Exercise:
Within the material below, locate the line with "use std::sync::Arc;" and the line with "s.zoom = zoom;", then return those two lines and all lines between them, exactly as written.

Available data:
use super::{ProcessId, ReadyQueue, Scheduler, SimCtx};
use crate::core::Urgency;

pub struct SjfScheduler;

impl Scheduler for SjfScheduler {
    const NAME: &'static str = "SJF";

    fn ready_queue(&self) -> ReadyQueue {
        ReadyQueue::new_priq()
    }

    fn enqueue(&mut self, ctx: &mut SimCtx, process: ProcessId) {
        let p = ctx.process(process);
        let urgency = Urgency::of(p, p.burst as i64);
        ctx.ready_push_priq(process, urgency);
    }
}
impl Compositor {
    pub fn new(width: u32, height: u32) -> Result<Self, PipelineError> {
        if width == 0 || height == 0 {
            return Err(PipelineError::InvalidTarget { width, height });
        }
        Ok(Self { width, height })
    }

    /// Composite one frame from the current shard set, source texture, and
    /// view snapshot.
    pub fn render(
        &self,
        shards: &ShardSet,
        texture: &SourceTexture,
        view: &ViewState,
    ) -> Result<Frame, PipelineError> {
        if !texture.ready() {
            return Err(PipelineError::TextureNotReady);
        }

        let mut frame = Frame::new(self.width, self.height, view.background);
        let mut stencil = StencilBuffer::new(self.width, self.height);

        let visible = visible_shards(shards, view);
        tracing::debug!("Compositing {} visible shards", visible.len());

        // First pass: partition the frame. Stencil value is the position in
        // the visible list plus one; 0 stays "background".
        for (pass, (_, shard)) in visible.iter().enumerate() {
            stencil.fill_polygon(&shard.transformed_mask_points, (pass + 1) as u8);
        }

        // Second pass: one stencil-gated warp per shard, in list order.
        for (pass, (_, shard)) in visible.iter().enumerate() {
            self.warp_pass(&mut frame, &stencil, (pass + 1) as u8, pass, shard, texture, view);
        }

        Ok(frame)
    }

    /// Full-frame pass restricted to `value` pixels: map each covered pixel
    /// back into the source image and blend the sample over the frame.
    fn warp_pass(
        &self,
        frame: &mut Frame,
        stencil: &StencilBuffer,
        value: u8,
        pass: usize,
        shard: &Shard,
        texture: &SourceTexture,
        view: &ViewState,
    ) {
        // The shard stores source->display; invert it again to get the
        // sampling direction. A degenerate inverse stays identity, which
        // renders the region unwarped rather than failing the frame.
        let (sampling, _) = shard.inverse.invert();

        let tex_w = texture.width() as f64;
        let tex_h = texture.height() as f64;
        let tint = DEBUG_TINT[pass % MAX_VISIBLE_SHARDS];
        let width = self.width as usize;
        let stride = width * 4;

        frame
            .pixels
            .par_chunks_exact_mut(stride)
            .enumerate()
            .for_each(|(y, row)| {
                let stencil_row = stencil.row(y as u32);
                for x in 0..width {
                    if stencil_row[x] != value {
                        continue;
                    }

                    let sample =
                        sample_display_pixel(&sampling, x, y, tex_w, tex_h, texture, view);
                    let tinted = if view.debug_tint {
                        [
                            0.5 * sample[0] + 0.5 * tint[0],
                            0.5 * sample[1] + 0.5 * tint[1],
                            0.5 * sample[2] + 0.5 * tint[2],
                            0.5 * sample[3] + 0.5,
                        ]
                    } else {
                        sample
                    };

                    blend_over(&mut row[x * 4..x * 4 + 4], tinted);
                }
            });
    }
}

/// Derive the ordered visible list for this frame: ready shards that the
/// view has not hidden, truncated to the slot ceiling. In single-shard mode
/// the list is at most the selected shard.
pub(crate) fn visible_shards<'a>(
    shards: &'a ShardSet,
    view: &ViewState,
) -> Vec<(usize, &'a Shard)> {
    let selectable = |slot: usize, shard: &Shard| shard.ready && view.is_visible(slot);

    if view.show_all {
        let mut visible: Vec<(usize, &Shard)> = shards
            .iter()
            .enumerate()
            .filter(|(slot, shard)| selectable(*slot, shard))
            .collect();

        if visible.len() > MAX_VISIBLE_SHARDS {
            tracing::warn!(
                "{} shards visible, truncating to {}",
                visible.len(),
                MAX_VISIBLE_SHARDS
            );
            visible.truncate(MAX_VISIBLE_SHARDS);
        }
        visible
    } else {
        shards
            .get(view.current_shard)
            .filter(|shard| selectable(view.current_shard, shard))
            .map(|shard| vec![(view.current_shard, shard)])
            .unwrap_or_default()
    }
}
==
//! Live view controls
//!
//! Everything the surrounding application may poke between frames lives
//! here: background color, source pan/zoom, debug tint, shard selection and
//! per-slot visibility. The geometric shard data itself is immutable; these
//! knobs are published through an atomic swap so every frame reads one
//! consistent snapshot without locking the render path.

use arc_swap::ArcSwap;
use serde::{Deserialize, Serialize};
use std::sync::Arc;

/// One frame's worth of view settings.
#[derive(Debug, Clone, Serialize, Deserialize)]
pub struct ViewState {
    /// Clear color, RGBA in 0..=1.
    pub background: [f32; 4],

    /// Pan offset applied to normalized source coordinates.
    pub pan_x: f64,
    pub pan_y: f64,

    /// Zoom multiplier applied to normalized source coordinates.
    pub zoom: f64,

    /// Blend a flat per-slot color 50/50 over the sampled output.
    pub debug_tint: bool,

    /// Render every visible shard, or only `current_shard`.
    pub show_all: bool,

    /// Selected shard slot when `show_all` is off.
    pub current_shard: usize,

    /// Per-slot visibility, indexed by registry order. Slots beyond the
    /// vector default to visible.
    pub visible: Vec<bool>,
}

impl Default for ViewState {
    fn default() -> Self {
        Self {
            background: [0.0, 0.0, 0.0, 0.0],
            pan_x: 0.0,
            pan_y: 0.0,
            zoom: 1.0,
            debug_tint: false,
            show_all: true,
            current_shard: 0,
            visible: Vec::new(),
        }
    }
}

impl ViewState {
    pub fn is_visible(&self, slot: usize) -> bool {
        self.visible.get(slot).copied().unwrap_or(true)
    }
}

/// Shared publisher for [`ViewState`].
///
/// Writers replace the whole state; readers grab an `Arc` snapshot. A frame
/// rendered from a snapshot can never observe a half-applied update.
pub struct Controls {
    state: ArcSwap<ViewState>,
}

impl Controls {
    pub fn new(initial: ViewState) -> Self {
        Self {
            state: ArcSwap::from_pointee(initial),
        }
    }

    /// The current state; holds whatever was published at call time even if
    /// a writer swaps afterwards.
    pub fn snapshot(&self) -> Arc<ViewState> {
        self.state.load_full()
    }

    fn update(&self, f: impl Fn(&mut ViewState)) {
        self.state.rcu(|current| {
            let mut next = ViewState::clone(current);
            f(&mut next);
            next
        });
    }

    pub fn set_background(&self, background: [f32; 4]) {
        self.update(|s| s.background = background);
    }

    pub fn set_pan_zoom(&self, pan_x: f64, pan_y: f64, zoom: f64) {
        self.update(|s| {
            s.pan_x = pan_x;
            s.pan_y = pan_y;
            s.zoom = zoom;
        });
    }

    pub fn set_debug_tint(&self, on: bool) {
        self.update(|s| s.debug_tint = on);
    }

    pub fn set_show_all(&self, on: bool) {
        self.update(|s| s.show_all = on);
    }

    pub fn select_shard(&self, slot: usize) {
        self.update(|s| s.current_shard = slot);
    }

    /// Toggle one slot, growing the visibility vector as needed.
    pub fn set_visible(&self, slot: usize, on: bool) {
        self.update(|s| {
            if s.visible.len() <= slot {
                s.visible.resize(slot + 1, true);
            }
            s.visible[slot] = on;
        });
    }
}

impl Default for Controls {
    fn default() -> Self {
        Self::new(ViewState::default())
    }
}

The completed task:
use std::sync::Arc;

/// One frame's worth of view settings.
#[derive(Debug, Clone, Serialize, Deserialize)]
pub struct ViewState {
    /// Clear color, RGBA in 0..=1.
    pub background: [f32; 4],

    /// Pan offset applied to normalized source coordinates.
    pub pan_x: f64,
    pub pan_y: f64,

    /// Zoom multiplier applied to normalized source coordinates.
    pub zoom: f64,

    /// Blend a flat per-slot color 50/50 over the sampled output.
    pub debug_tint: bool,

    /// Render every visible shard, or only `current_shard`.
    pub show_all: bool,

    /// Selected shard slot when `show_all` is off.
    pub current_shard: usize,

    /// Per-slot visibility, indexed by registry order. Slots beyond the
    /// vector default to visible.
    pub visible: Vec<bool>,
}

impl Default for ViewState {
    fn default() -> Self {
        Self {
            background: [0.0, 0.0, 0.0, 0.0],
            pan_x: 0.0,
            pan_y: 0.0,
            zoom: 1.0,
            debug_tint: false,
            show_all: true,
            current_shard: 0,
            visible: Vec::new(),
        }
    }
}

impl ViewState {
    pub fn is_visible(&self, slot: usize) -> bool {
        self.visible.get(slot).copied().unwrap_or(true)
    }
}

/// Shared publisher for [`ViewState`].
///
/// Writers replace the whole state; readers grab an `Arc` snapshot. A frame
/// rendered from a snapshot can never observe a half-applied update.
pub struct Controls {
    state: ArcSwap<ViewState>,
}

impl Controls {
    pub fn new(initial: ViewState) -> Self {
        Self {
            state: ArcSwap::from_pointee(initial),
        }
    }

    /// The current state; holds whatever was published at call time even if
    /// a writer swaps afterwards.
    pub fn snapshot(&self) -> Arc<ViewState> {
        self.state.load_full()
    }

    fn update(&self, f: impl Fn(&mut ViewState)) {
        self.state.rcu(|current| {
            let mut next = ViewState::clone(current);
            f(&mut next);
            next
        });
    }

    pub fn set_background(&self, background: [f32; 4]) {
        self.update(|s| s.background = background);
    }

    pub fn set_pan_zoom(&self, pan_x: f64, pan_y: f64, zoom: f64) {
        self.update(|s| {
            s.pan_x = pan_x;
            s.pan_y = pan_y;
            s.zoom = zoom;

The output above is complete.